It’s pretty easy to get confused between IBD (inflammatory bowel disease) and IBS (irritable bowel syndrome). Many times, these terms seem to be used interchangeably. They sound like they have similar symptoms and sometimes even similar treatments. Making the confusion worse is that you can have IBD and IBS at the same time. What’s the difference? And how does each one affect you?
Inflammatory Bowel Disease (IBD)
The term “IBD” is actually an umbrella term for different diseases. It pretty much means just what it says: It refers to any disease that causes inflammation of the bowels. It is a structural disease—physical damage to your bowel causes your symptoms.
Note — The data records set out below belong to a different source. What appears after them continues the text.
//! Rule — condition → actions automation with a cooldown window.
//!
//! A [`Rule`] is evaluated whenever one of the sensors referenced by its
//! [`Condition`] tree reports. When the tree matches and the rule is
//! [`RuleStatus::Armed`], its [`Action`]s run and the rule enters
//! [`RuleStatus::Cooldown`] until `cooldown_secs` have elapsed.

mod action;
mod condition;

pub use action::{Action, ActionKind, DeviceCommand, Priority, TargetChannel};
pub use condition::{
    Comparison, Condition, MAX_CONDITION_DEPTH, Operator, SoftIssue, ValueSource,
};

use std::fmt;

use serde::{Deserialize, Serialize};

use crate::error::{GreenHubError, ValidationError};
use crate::id::{DeviceId, RuleId, SensorId};
use crate::time::Timestamp;

/// An automation rule.
#[derive(Debug, Clone, PartialEq, Serialize, Deserialize)]
pub struct Rule {
    pub id: RuleId,
    pub name: String,
    pub enabled: bool,
    pub condition: Condition,
    pub actions: Vec<Action>,
    /// Minimum number of seconds between two triggers.
    pub cooldown_secs: u64,
    pub last_triggered: Option<Timestamp>,
}

impl Rule {
    /// Create a builder for constructing a [`Rule`].
    #[must_use]
    pub fn builder() -> RuleBuilder {
        RuleBuilder::default()
    }

    /// Check domain invariants.
    ///
    /// # Errors
    ///
    /// Returns [`GreenHubError::Validation`] when:
    /// - `name` is empty ([`ValidationError::EmptyName`])
    /// - `actions` is empty ([`ValidationError::NoActions`])
    /// - a notification has no template ([`ValidationError::EmptyTemplate`])
    /// - the condition tree is malformed ([`ValidationError::MalformedCondition`])
    pub fn validate(&self) -> Result<(), GreenHubError> {
        if self.name.trim().is_empty() {
            return Err(ValidationError::EmptyName.into());
        }
        if self.actions.is_empty() {
            return Err(ValidationError::NoActions.into());
        }
        for action in &self.actions {
            action.validate()?;
        }
        self.condition
            .check()
            .map_err(ValidationError::MalformedCondition)?;
        Ok(())
    }

    #[must_use]
    pub fn cooldown(&self) -> chrono::Duration {
        cooldown_duration(self.cooldown_secs)
    }

    /// Sensors the condition tree reads.
    #[must_use]
    pub fn sensor_ids(&self) -> Vec<SensorId> {
        self.condition.sensor_ids()
    }

    /// Devices commanded by the actions, without duplicates.
    #[must_use]
    pub fn device_ids(&self) -> Vec<DeviceId> {
        let mut ids = Vec::new();
        for id in self.actions.iter().filter_map(Action::device_id) {
            if !ids.contains(&id) {
                ids.push(id);
            }
        }
        ids
    }
}

fn cooldown_duration(secs: u64) -> chrono::Duration {
    let secs = i64::try_from(secs).unwrap_or(i64::MAX).min(i64::MAX / 1_000);
    chrono::Duration::seconds(secs)
}

/// `None` when the window ends beyond the representable range.
fn cooldown_end(last: Timestamp, secs: u64) -> Option<Timestamp> {
    last.checked_add_signed(cooldown_duration(secs))
}

/// Lifecycle position of a rule at a given instant.
#[derive(Debug, Clone, Copy, PartialEq, Eq, Serialize, Deserialize)]
#[serde(rename_all = "snake_case")]
pub enum RuleStatus {
    Disabled,
    Armed,
    Cooldown,
}

impl fmt::Display for RuleStatus {
    fn fmt(&self, f: &mut fmt::Formatter<'_>) -> fmt::Result {
        f.write_str(match self {
            Self::Disabled => "disabled",
            Self::Armed => "armed",
            Self::Cooldown => "cooldown",
        })
    }
}

/// Mutable trigger state of a rule, separate from its definition.
///
/// The status is derived from `last_triggered` and the cooldown when asked,
/// so the cooldown → armed transition needs no timer.
#[derive(Debug, Clone, Copy, PartialEq, Eq)]
pub struct RuleState {
    pub enabled: bool,
    pub last_triggered: Option<Timestamp>,
    pub cooldown_secs: u64,
}

impl RuleState {
    #[must_use]
    pub fn of(rule: &Rule) -> Self {
        Self {
            enabled: rule.enabled,
            last_triggered: rule.last_triggered,
            cooldown_secs: rule.cooldown_secs,
        }
    }

    #[must_use]
    pub fn status(&self, now: Timestamp) -> RuleStatus {
        if !self.enabled {
            return RuleStatus::Disabled;
        }
        match self.last_triggered {
            Some(last) => match cooldown_end(last, self.cooldown_secs) {
                Some(until) if now >= until => RuleStatus::Armed,
                _ => RuleStatus::Cooldown,
            },
            None => RuleStatus::Armed,
        }
    }

    /// End of the current cooldown window, if one is running at `now`.
    #[must_use]
    pub fn cooldown_until(&self, now: Timestamp) -> Option<Timestamp> {
        let until = cooldown_end(self.last_triggered?, self.cooldown_secs)?;
        (now < until).then_some(until)
    }

    /// Record a trigger at `at`; the rule enters cooldown.
    pub fn trigger(&mut self, at: Timestamp) {
        self.last_triggered = Some(at);
    }
}

/// Step-by-step builder for [`Rule`].
#[derive(Debug, Default)]
pub struct RuleBuilder {
    id: Option<RuleId>,
    name: Option<String>,
    enabled: Option<bool>,
    condition: Option<Condition>,
    actions: Vec<Action>,
    cooldown_secs: u64,
    last_triggered: Option<Timestamp>,
}

impl RuleBuilder {
    #[must_use]
    pub fn id(mut self, id: RuleId) -> Self {
        self.id = Some(id);
        self
    }

    #[must_use]
    pub fn name(mut self, name: impl Into<String>) -> Self {
        self.name = Some(name.into());
        self
    }

    #[must_use]
    pub fn enabled(mut self, enabled: bool) -> Self {
        self.enabled = Some(enabled);
        self
    }

    /// Set the root of the condition tree. Without one the rule never matches.
    #[must_use]
    pub fn condition(mut self, condition: Condition) -> Self {
        self.condition = Some(condition);
        self
    }

    #[must_use]
    pub fn action(mut self, action: Action) -> Self {
        self.actions.push(action);
        self
    }

    #[must_use]
    pub fn cooldown_secs(mut self, secs: u64) -> Self {
        self.cooldown_secs = secs;
        self
    }

    #[must_use]
    pub fn last_triggered(mut self, ts: Timestamp) -> Self {
        self.last_triggered = Some(ts);
        self
    }

    /// Consume the builder, validate, and return a [`Rule`].
    ///
    /// # Errors
    ///
    /// Returns [`GreenHubError::Validation`] if required fields are missing,
    /// empty, or the condition tree is malformed.
    pub fn build(self) -> Result<Rule, GreenHubError> {
        let rule = Rule {
            id: self.id.unwrap_or_default(),
            name: self.name.unwrap_or_default(),
            enabled: self.enabled.unwrap_or(true),
            condition: self
                .condition
                .unwrap_or_else(|| Condition::all(Vec::new())),
            actions: self.actions,
            cooldown_secs: self.cooldown_secs,
            last_triggered: self.last_triggered,
        };
        rule.validate()?;
        Ok(rule)
    }
}

#[cfg(test)]
mod tests {
    use super::*;
    use crate::error::EvaluationError;

    fn low_ph(sensor_id: SensorId) -> Condition {
        Condition::compare(sensor_id, "ph", Operator::Lt, 5.5)
    }

    fn valid_rule() -> Rule {
        Rule::builder()
            .name("pH too low")
            .condition(low_ph(SensorId::new()))
            .action(Action::notify("pH is {{ values.ph }}"))
            .cooldown_secs(600)
            .build()
            .unwrap()
    }

    #[test]
    fn should_build_valid_rule_when_required_fields_provided() {
        let rule = valid_rule();
        assert_eq!(rule.name, "pH too low");
        assert!(rule.enabled);
        assert_eq!(rule.cooldown(), chrono::Duration::minutes(10));
        assert!(rule.last_triggered.is_none());
    }

    #[test]
    fn should_return_validation_error_when_name_is_empty() {
        let result = Rule::builder().action(Action::notify("x")).build();
        assert!(matches!(
            result,
            Err(GreenHubError::Validation(ValidationError::EmptyName))
        ));
    }

    #[test]
    fn should_return_validation_error_when_no_actions() {
        let result = Rule::builder().name("empty").build();
        assert!(matches!(
            result,
            Err(GreenHubError::Validation(ValidationError::NoActions))
        ));
    }

    #[test]
    fn should_return_validation_error_when_condition_is_malformed() {
        let result = Rule::builder()
            .name("bad")
            .condition(Condition::compare(SensorId::new(), "", Operator::Lt, 1.0))
            .action(Action::notify("x"))
            .build();
        assert!(matches!(
            result,
            Err(GreenHubError::Validation(
                ValidationError::MalformedCondition(EvaluationError::EmptyField)
            ))
        ));
    }

    #[test]
    fn should_build_rule_without_condition_that_never_matches() {
        let rule = Rule::builder()
            .name("no condition")
            .action(Action::notify("x"))
            .build()
            .unwrap();
        assert_eq!(rule.condition, Condition::all(vec![]));
        assert!(rule.sensor_ids().is_empty());
    }

    #[test]
    fn should_list_commanded_devices_once() {
        let pump = DeviceId::new();
        let rule = Rule::builder()
            .name("dose")
            .condition(low_ph(SensorId::new()))
            .action(Action::DeviceControl {
                device_id: pump,
                command: DeviceCommand::TurnOn,
            })
            .action(Action::DeviceControl {
                device_id: pump,
                command: DeviceCommand::TurnOff,
            })
            .build()
            .unwrap();
        assert_eq!(rule.device_ids(), vec![pump]);
    }

    #[test]
    fn should_be_armed_when_never_triggered() {
        let state = RuleState::of(&valid_rule());
        assert_eq!(state.status(crate::time::now()), RuleStatus::Armed);
    }

    #[test]
    fn should_be_in_cooldown_inside_window_and_armed_after() {
        let mut state = RuleState::of(&valid_rule());
        let t0 = crate::time::now();
        state.trigger(t0);
        assert_eq!(
            state.status(t0 + chrono::Duration::seconds(599)),
            RuleStatus::Cooldown
        );
        assert_eq!(
            state.status(t0 + chrono::Duration::seconds(600)),
            RuleStatus::Armed
        );
        assert_eq!(
            state.cooldown_until(t0),
            Some(t0 + chrono::Duration::seconds(600))
        );
    }

    #[test]
    fn should_report_disabled_regardless_of_cooldown() {
        let mut state = RuleState::of(&valid_rule());
        state.enabled = false;
        state.trigger(crate::time::now());
        assert_eq!(state.status(crate::time::now()), RuleStatus::Disabled);
    }

    #[test]
    fn should_round_trip_rule_through_json() {
        let rule = valid_rule();
        let json = serde_json::to_string(&rule).unwrap();
        let back: Rule = serde_json::from_str(&json).unwrap();
        assert_eq!(rule, back);
    }
}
The term IBD refers to both – Crohn’s disease and ulcerative colitis, which are considered autoimmune conditions. IBD is tied to genetics–you inherit a tendency toward developing them in your lifetime. In many patients with IBD, symptoms can include diarrhea, bloating, gas, chronic abdominal pain, bloody or mucus-filled stool, and/or constipation. Other problems that happen with IBD (which don’t usually occur with IBS) may include anemia, fever, and weight loss. They can also be associated with extraintestinal manifestations such as rash, eye problems and arthritis.
Screening methods such as endoscopy can detect physical bowel inflammation but aren’t always conclusive on which type of IBD is present. IBD when severe can be destructive and can cause permanent bowel damage, however mild disease can cause more subtle and chronic symptoms.. Having IBD which affects the colon can also increase the risk for colon cancer depending on how long it has been present. If you are suffering with symptoms concerning for IBD, it is important to get a proper medical diagnosis to improve symptoms as well as long term outcomes. There are many medications now available to treat IBD and many more in the pipeline as much active research continues to be done.
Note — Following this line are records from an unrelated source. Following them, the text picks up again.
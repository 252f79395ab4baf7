//! # greenhub-adapter-mqtt
//!
//! MQTT adapter — the transport between greenhub and the field.
//!
//! ## Responsibilities
//! - Connect to an MQTT broker and keep the connection alive
//! - Subscribe to telemetry topic filters and hand every message to the
//!   ingestion router
//! - Publish device commands (`DeviceCommandPublisher` port)
//!
//! ## Dependency rule
//! Same as other adapters: depends on `greenhub-app` and `greenhub-domain`.

pub mod client;
pub mod config;
pub mod error;

pub use client::{MqttCommandPublisher, TelemetryListener, connect};
pub use config::MqttConfig;
pub use error::MqttError;
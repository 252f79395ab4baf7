//! Configuration loading — TOML file with environment variable overrides.
//!
//! Looks for `greenhub.toml` in the working directory. Every field has a
//! sensible default so the file is optional. Environment variables take
//! precedence over file values.

use std::time::Duration;

use serde::Deserialize;

use greenhub_adapter_mqtt::MqttConfig;
use greenhub_adapter_notify_http::{NotifyConfig, WebhookConfig};
use greenhub_app::executor::NotificationDefaults;
use greenhub_app::notification::RetryPolicy;
use greenhub_domain::rule::{Priority, TargetChannel};

/// Top-level configuration.
#[derive(Debug, Default, Deserialize)]
#[serde(default)]
pub struct Config {
    pub database: DatabaseConfig,
    pub logging: LoggingConfig,
    pub mqtt: MqttConfig,
    pub engine: EngineConfig,
    pub notifications: NotificationsConfig,
}

/// `SQLite` database configuration.
#[derive(Debug, Deserialize)]
#[serde(default)]
pub struct DatabaseConfig {
    /// `SQLite` connection URL or file path.
    pub url: String,
    pub max_connections: u32,
}

/// Logging configuration.
#[derive(Debug, Deserialize)]
#[serde(default)]
pub struct LoggingConfig {
    /// Filter directive (`RUST_LOG` syntax).
    pub filter: String,
}

/// Pipeline sizing and timing.
#[derive(Debug, Deserialize)]
#[serde(default)]
pub struct EngineConfig {
    /// Pending action jobs kept before the oldest is dropped.
    pub queue_capacity: usize,
    /// Tasks draining the action queue.
    pub action_workers: usize,
    /// How long a cached reading stays usable for evaluation.
    pub cache_ttl_secs: u64,
    /// Period of the stale-sensor sweep.
    pub sweep_interval_secs: u64,
    /// Record every evaluation, including silent non-matches.
    pub audit_all_evaluations: bool,
    /// Deadline for publishing a device command.
    pub publish_timeout_secs: u64,
    /// Messages buffered per topic before ingestion drops new ones.
    pub ingest_channel_depth: usize,
}

/// Notification defaults, retry policy and transport endpoints.
#[derive(Debug, Default, Deserialize)]
#[serde(default)]
pub struct NotificationsConfig {
    pub defaults: DefaultsConfig,
    pub retry: RetryConfig,
    pub transports: NotifyConfig,
}

/// Values applied to notify actions that leave a field unset.
#[derive(Debug, Deserialize)]
#[serde(default)]
pub struct DefaultsConfig {
    pub channel: String,
    pub target_channel: TargetChannel,
    pub priority: Priority,
    pub user: String,
}

#[derive(Debug, Deserialize)]
#[serde(default)]
pub struct RetryConfig {
    /// Attempts per transport, including the first.
    pub max_attempts: u32,
    pub initial_backoff_ms: u64,
    pub max_backoff_ms: u64,
    pub attempt_timeout_secs: u64,
}

impl Config {
    /// Load configuration from `greenhub.toml` (if present) then apply
    /// environment-variable overrides.
    ///
    /// # Errors
    ///
    /// Returns an error if the TOML file exists but is malformed, or if the
    /// resulting configuration is invalid.
    pub fn load() -> Result<Self, ConfigError> {
        let mut config = Self::from_file("greenhub.toml")?;
        config.apply_overrides(|key| std::env::var(key).ok());
        config.validate()?;
        Ok(config)
    }

    fn from_file(path: &str) -> Result<Self, ConfigError> {
        match std::fs::read_to_string(path) {
            Ok(content) => toml::from_str(&content).map_err(ConfigError::Parse),
            Err(err) if err.kind() == std::io::ErrorKind::NotFound => Ok(Self::default()),
            Err(err) => Err(ConfigError::Io(err)),
        }
    }

    fn apply_overrides(&mut self, var: impl Fn(&str) -> Option<String>) {
        if let Some(val) = var("GREENHUB_DATABASE_URL") {
            self.database.url = val;
        }
        if let Some(val) = var("GREENHUB_LOG") {
            self.logging.filter = val;
        }
        if let Some(val) = var("RUST_LOG") {
            self.logging.filter = val;
        }
        if let Some(val) = var("GREENHUB_MQTT_HOST") {
            self.mqtt.broker_host = val;
        }
        if let Some(port) = var("GREENHUB_MQTT_PORT").and_then(|val| val.parse().ok()) {
            self.mqtt.broker_port = port;
        }
        if let Some(val) = var("GREENHUB_MQTT_USERNAME") {
            self.mqtt.username = Some(val);
        }
        if let Some(val) = var("GREENHUB_MQTT_PASSWORD") {
            self.mqtt.password = Some(val);
        }
        if let Some(url) = var("GREENHUB_WEBHOOK_URL") {
            let bearer_token = var("GREENHUB_WEBHOOK_TOKEN").or_else(|| {
                self.notifications
                    .transports
                    .webhook
                    .take()
                    .and_then(|webhook| webhook.bearer_token)
            });
            self.notifications.transports.webhook = Some(WebhookConfig { url, bearer_token });
        }
        if let Some(audit) = var("GREENHUB_AUDIT_ALL").and_then(|val| val.parse().ok()) {
            self.engine.audit_all_evaluations = audit;
        }
    }

    fn validate(&self) -> Result<(), ConfigError> {
        if self.engine.queue_capacity == 0 {
            return Err(ConfigError::Validation(
                "engine.queue_capacity must be non-zero".to_string(),
            ));
        }
        if self.engine.action_workers == 0 {
            return Err(ConfigError::Validation(
                "engine.action_workers must be non-zero".to_string(),
            ));
        }
        if self.engine.cache_ttl_secs == 0 {
            return Err(ConfigError::Validation(
                "engine.cache_ttl_secs must be non-zero".to_string(),
            ));
        }
        if self.notifications.retry.max_attempts == 0 {
            return Err(ConfigError::Validation(
                "notifications.retry.max_attempts must be non-zero".to_string(),
            ));
        }
        if self.mqtt.telemetry_topics.is_empty() {
            return Err(ConfigError::Validation(
                "mqtt.telemetry_topics must not be empty".to_string(),
            ));
        }
        Ok(())
    }
}

impl EngineConfig {
    #[must_use]
    pub fn cache_ttl(&self) -> Duration {
        Duration::from_secs(self.cache_ttl_secs)
    }

    /// Sweep period; never shorter than one second.
    #[must_use]
    pub fn sweep_interval(&self) -> Duration {
        Duration::from_secs(self.sweep_interval_secs.max(1))
    }

    #[must_use]
    pub fn publish_timeout(&self) -> Duration {
        Duration::from_secs(self.publish_timeout_secs)
    }
}

impl NotificationsConfig {
    #[must_use]
    pub fn defaults(&self) -> NotificationDefaults {
        NotificationDefaults {
            channel: self.defaults.channel.clone(),
            target_channel: self.defaults.target_channel,
            priority: self.defaults.priority,
            user: self.defaults.user.clone(),
        }
    }

    #[must_use]
    pub fn retry_policy(&self) -> RetryPolicy {
        RetryPolicy {
            max_attempts: self.retry.max_attempts,
            initial_backoff: Duration::from_millis(self.retry.initial_backoff_ms),
            max_backoff: Duration::from_millis(self.retry.max_backoff_ms),
            attempt_timeout: Duration::from_secs(self.retry.attempt_timeout_secs),
        }
    }
}

impl Default for DatabaseConfig {
    fn default() -> Self {
        Self {
            url: "sqlite:greenhub.db?mode=rwc".to_string(),
            max_connections: 5,
        }
    }
}

impl Default for LoggingConfig {
    fn default() -> Self {
        Self {
            filter: "greenhubd=info,greenhub=info".to_string(),
        }
    }
}

impl Default for EngineConfig {
    fn default() -> Self {
        Self {
            queue_capacity: 256,
            action_workers: 2,
            cache_ttl_secs: 300,
            sweep_interval_secs: 60,
            audit_all_evaluations: false,
            publish_timeout_secs: 5,
            ingest_channel_depth: 32,
        }
    }
}

impl Default for DefaultsConfig {
    fn default() -> Self {
        let defaults = NotificationDefaults::default();
        Self {
            channel: defaults.channel,
            target_channel: defaults.target_channel,
            priority: defaults.priority,
            user: defaults.user,
        }
    }
}

impl Default for RetryConfig {
    fn default() -> Self {
        Self {
            max_attempts: 3,
            initial_backoff_ms: 500,
            max_backoff_ms: 10_000,
            attempt_timeout_secs: 10,
        }
    }
}

/// Configuration errors.
#[derive(Debug, thiserror::Error)]
pub enum ConfigError {
    /// TOML parse failure.
    #[error("failed to parse config file")]
    Parse(#[from] toml::de::Error),
    /// File I/O failure.
    #[error("failed to read config file")]
    Io(#[from] std::io::Error),
    /// Semantic validation failure.
    #[error("invalid configuration: {0}")]
    Validation(String),
}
Irritable Bowel Syndrome (IBS)
IBS, or irritable bowel syndrome, is a syndrome, which means a group of symptoms (cramping, abdominal pain, gas, bloating, diarrhea, and/or constipation) that frequently appear together. It is a functional disease, meaning that it’s all about how your bowels are contracting and how quickly or slowly the contents of your large intestine move. Tests such as endoscopy won’t show any physical damage. Irritable Bowel Syndrome is diagnosed clinically, via the Rome criteria in which patients have abdominal pain associated with bowel changes over a period of at least 3-6 months without any alarm symptoms. IBS also seems to be seen after infectious enteritis (food poisoning), as the gut microbiome is affected. People can experience chronic GI symptoms lasting after the infection has cleared which is eventually classified as IBS.
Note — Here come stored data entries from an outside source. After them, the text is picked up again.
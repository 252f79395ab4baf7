//! Storage port — repository traits for persistence.

use std::future::Future;

use greenhub_domain::device::Device;
use greenhub_domain::error::GreenHubError;
use greenhub_domain::id::{DeviceId, RuleId, SensorId};
use greenhub_domain::reading::Reading;
use greenhub_domain::rule::Rule;
use greenhub_domain::sensor::{HardwareId, Sensor};
use greenhub_domain::time::Timestamp;

/// Repository for persisting and querying [`Sensor`]s.
pub trait SensorRepository {
    /// Create a new sensor in storage.
    fn create(&self, sensor: Sensor) -> impl Future<Output = Result<Sensor, GreenHubError>> + Send;

    /// Insert `sensor` unless one with the same hardware id exists.
    ///
    /// Returns the stored record, which is the pre-existing one when the
    /// hardware id was already known. Must be atomic: concurrent calls for the
    /// same hardware id yield a single record.
    fn insert_if_absent(
        &self,
        sensor: Sensor,
    ) -> impl Future<Output = Result<Sensor, GreenHubError>> + Send;

    /// Get a sensor by its unique identifier.
    fn get_by_id(
        &self,
        id: SensorId,
    ) -> impl Future<Output = Result<Option<Sensor>, GreenHubError>> + Send;

    /// Find a sensor by hardware id.
    fn find_by_hardware_id(
        &self,
        hardware_id: &HardwareId,
    ) -> impl Future<Output = Result<Option<Sensor>, GreenHubError>> + Send;

    /// Get all sensors.
    fn get_all(&self) -> impl Future<Output = Result<Vec<Sensor>, GreenHubError>> + Send;

    /// Update an existing sensor.
    fn update(&self, sensor: Sensor) -> impl Future<Output = Result<Sensor, GreenHubError>> + Send;

    /// Delete a sensor by its unique identifier.
    fn delete(&self, id: SensorId) -> impl Future<Output = Result<(), GreenHubError>> + Send;
}

/// Repository for persisting and querying [`Device`]s.
pub trait DeviceRepository {
    /// Create a new device in storage.
    fn create(&self, device: Device) -> impl Future<Output = Result<Device, GreenHubError>> + Send;

    /// Get a device by its unique identifier.
    fn get_by_id(
        &self,
        id: DeviceId,
    ) -> impl Future<Output = Result<Option<Device>, GreenHubError>> + Send;

    /// Find a device by hardware id.
    fn find_by_hardware_id(
        &self,
        hardware_id: &HardwareId,
    ) -> impl Future<Output = Result<Option<Device>, GreenHubError>> + Send;

    /// Get all devices.
    fn get_all(&self) -> impl Future<Output = Result<Vec<Device>, GreenHubError>> + Send;

    /// Update an existing device.
    fn update(&self, device: Device) -> impl Future<Output = Result<Device, GreenHubError>> + Send;

    /// Delete a device by its unique identifier.
    fn delete(&self, id: DeviceId) -> impl Future<Output = Result<(), GreenHubError>> + Send;
}

/// Append-only store of decoded [`Reading`]s.
pub trait ReadingRepository {
    /// Persist a reading.
    fn insert(&self, reading: Reading) -> impl Future<Output = Result<(), GreenHubError>> + Send;

    /// Most recent readings of a sensor, newest first.
    fn latest_for_sensor(
        &self,
        sensor_id: SensorId,
        limit: usize,
    ) -> impl Future<Output = Result<Vec<Reading>, GreenHubError>> + Send;
}

/// Repository for persisting and querying [`Rule`]s.
pub trait RuleRepository {
    /// Create a new rule in storage.
    fn create(&self, rule: Rule) -> impl Future<Output = Result<Rule, GreenHubError>> + Send;

    /// Get a rule by its unique identifier.
    fn get_by_id(&self, id: RuleId)
    -> impl Future<Output = Result<Option<Rule>, GreenHubError>> + Send;

    /// Get all rules.
    fn get_all(&self) -> impl Future<Output = Result<Vec<Rule>, GreenHubError>> + Send;

    /// Get all enabled rules.
    fn get_enabled(&self) -> impl Future<Output = Result<Vec<Rule>, GreenHubError>> + Send;

    /// Update an existing rule.
    fn update(&self, rule: Rule) -> impl Future<Output = Result<Rule, GreenHubError>> + Send;

    /// Persist the time a rule last fired.
    fn record_trigger(
        &self,
        id: RuleId,
        at: Timestamp,
    ) -> impl Future<Output = Result<(), GreenHubError>> + Send;

    /// Delete a rule by its unique identifier.
    fn delete(&self, id: RuleId) -> impl Future<Output = Result<(), GreenHubError>> + Send;
}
There are many treatment options now for IBS. This includes not only dietary modifications and avoiding specific food triggers as well as over the counter supplements such as fiber. Today we also have many prescription medications which are helpful in alleviating the symptoms of IBS. It is best to seek medical attention if the over the counter options don’t work, as IBS can impact quality of life if symptoms are severe.
IBD (inflammatory bowel disease) is a term that covers a variety of diseases that cause inflammation of the bowels. It’s important to find out which specific disease is causing your inflammation to get the best treatment. IBS (irritable bowel syndrome) is a group of symptoms that occur together and that make bowel movements unpredictable. This is a functional disorder and no structural damage to the gut is seen. There are many treatments you can try to help your bowels move more regularly and predictably. Both of these conditions can be treated, so see your doctor to determine a treatment plan for you.